The reply should be a single number: the count of lines below that contain the word "valid".

___

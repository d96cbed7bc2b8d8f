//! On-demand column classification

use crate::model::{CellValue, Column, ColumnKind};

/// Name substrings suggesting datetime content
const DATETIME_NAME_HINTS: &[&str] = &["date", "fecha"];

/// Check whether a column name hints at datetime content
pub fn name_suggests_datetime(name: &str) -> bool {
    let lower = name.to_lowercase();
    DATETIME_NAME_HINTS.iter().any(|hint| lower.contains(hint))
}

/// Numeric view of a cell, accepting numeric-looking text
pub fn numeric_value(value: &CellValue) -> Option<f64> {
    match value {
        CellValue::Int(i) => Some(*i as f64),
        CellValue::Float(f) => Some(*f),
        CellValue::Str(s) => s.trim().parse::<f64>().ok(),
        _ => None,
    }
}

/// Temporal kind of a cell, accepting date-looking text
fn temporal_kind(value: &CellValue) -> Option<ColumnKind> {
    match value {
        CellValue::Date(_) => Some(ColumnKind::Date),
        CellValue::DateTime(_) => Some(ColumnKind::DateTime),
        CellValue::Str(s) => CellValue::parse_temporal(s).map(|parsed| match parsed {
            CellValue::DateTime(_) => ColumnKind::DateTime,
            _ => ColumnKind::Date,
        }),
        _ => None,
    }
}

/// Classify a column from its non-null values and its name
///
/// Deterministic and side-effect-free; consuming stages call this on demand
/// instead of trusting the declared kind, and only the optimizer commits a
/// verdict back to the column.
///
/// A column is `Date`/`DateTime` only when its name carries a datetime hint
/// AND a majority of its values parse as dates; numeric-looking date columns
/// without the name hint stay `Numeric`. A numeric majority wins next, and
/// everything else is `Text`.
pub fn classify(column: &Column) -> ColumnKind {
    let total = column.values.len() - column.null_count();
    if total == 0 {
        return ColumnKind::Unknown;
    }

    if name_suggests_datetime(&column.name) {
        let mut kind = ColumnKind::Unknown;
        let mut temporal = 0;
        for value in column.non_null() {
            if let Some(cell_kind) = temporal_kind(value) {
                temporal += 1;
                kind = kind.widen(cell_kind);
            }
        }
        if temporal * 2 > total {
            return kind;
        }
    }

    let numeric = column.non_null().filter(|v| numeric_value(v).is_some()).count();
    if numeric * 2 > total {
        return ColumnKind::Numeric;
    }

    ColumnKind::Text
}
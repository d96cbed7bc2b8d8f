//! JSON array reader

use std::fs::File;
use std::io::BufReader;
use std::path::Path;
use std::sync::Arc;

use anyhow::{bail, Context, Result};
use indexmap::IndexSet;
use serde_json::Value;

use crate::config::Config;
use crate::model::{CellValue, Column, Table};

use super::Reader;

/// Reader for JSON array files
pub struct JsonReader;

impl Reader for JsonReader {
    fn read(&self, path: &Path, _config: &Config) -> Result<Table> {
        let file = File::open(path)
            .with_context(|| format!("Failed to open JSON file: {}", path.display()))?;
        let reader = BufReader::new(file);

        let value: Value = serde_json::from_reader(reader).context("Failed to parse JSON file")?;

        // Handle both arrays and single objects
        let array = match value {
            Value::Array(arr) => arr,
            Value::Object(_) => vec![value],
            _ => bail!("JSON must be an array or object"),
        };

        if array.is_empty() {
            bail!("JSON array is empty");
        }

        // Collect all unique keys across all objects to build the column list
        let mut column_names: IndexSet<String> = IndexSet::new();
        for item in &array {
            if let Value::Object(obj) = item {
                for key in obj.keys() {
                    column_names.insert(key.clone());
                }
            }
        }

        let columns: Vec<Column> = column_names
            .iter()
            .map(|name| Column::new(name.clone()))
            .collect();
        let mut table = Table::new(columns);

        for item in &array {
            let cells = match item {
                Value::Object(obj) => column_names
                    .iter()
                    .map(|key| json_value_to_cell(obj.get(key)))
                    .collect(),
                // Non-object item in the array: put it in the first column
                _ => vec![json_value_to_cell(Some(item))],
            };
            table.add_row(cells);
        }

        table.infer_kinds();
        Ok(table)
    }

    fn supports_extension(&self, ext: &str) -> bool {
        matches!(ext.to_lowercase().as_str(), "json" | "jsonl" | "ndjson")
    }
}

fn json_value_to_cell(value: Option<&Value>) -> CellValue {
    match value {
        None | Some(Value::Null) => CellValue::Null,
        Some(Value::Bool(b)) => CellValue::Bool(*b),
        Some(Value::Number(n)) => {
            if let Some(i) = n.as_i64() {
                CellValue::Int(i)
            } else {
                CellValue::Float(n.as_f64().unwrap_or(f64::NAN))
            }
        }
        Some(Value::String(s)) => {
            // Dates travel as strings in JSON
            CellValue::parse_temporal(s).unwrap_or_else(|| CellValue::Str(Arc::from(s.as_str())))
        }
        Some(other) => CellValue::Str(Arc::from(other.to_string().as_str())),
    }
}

___

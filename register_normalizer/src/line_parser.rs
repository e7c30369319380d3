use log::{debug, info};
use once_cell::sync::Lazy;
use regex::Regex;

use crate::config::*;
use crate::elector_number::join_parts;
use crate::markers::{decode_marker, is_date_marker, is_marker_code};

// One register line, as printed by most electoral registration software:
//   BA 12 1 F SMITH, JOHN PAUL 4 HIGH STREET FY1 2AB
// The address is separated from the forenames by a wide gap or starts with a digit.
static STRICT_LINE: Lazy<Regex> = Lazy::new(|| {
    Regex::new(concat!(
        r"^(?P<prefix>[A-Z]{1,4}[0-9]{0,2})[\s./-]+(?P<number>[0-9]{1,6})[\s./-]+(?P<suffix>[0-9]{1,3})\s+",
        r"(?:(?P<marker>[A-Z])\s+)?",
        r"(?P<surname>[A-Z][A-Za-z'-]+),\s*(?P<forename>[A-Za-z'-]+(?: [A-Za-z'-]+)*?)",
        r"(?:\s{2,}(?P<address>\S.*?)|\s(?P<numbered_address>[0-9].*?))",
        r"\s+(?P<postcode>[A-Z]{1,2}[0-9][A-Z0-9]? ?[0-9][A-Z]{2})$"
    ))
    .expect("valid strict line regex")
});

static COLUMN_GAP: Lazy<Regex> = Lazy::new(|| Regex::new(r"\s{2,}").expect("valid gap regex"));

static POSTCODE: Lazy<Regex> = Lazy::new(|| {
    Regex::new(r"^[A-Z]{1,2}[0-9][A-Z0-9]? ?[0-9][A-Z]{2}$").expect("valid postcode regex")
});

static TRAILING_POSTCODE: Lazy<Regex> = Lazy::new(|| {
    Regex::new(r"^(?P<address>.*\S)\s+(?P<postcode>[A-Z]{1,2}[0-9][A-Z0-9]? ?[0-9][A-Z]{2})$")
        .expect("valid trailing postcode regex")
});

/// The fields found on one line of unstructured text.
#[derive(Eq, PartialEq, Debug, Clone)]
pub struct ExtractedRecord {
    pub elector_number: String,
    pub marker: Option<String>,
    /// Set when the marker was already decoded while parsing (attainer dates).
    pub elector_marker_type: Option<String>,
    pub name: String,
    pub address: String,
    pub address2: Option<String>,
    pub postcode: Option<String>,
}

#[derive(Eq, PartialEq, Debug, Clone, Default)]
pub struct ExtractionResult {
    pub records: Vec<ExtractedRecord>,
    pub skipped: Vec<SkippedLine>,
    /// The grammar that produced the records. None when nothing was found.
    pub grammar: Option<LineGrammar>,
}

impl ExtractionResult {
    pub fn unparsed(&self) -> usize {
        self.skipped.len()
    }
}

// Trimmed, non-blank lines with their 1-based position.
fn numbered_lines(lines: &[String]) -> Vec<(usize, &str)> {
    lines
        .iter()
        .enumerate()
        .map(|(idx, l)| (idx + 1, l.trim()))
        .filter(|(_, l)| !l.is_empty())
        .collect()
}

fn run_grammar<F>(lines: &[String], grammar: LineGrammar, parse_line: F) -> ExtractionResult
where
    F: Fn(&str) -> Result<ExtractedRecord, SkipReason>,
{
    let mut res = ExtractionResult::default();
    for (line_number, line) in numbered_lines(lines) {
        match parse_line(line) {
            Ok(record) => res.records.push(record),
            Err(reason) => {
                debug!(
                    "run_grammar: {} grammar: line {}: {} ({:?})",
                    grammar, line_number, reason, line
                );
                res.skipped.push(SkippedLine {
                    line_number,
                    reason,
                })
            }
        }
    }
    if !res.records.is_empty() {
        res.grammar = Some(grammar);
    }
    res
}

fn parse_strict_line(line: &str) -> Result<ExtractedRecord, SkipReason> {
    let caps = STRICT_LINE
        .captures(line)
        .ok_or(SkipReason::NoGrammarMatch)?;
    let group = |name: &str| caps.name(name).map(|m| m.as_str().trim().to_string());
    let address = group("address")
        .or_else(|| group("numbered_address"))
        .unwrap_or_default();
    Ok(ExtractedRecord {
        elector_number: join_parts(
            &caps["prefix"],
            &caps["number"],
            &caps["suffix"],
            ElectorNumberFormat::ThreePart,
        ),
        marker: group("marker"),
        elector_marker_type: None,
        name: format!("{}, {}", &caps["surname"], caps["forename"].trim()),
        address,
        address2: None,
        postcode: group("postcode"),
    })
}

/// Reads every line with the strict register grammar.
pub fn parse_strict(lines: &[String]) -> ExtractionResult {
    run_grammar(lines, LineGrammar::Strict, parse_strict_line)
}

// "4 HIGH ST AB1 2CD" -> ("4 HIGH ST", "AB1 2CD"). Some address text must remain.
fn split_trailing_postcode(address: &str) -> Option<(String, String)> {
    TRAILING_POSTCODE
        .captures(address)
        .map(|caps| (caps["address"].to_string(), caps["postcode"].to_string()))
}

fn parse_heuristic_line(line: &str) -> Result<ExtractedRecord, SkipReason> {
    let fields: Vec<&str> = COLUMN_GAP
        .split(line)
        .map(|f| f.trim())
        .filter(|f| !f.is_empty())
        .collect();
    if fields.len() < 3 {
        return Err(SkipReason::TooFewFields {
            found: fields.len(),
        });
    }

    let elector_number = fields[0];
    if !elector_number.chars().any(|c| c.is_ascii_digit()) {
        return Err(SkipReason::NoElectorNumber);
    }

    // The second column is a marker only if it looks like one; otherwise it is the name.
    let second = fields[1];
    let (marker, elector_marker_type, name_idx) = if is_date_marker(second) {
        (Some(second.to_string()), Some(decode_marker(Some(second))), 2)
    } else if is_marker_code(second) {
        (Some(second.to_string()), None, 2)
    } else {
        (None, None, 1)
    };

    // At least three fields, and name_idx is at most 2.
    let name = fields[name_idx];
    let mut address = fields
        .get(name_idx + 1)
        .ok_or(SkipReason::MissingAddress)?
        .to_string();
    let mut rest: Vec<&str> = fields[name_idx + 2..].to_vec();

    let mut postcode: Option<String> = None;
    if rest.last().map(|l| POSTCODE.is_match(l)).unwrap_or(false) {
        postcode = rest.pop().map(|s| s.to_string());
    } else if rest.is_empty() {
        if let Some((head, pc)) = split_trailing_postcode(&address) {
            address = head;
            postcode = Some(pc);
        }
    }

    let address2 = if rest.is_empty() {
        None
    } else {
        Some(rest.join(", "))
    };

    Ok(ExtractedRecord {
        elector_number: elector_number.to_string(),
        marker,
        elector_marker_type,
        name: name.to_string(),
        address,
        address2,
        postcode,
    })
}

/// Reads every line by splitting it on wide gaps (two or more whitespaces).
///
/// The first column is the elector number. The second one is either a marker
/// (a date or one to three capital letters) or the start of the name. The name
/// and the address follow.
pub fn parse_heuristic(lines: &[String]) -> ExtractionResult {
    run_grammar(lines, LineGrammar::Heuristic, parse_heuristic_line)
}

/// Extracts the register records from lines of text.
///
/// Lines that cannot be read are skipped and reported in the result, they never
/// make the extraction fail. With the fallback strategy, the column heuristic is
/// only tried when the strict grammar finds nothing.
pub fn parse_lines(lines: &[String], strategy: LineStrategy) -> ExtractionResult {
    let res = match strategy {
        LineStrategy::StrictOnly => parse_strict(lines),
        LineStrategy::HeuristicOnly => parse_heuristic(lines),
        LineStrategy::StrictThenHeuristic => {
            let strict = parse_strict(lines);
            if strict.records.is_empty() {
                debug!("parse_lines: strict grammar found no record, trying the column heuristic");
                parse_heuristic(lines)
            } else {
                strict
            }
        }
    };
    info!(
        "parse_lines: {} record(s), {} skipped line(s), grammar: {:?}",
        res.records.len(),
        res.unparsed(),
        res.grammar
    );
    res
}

___

= Reply to the task =
4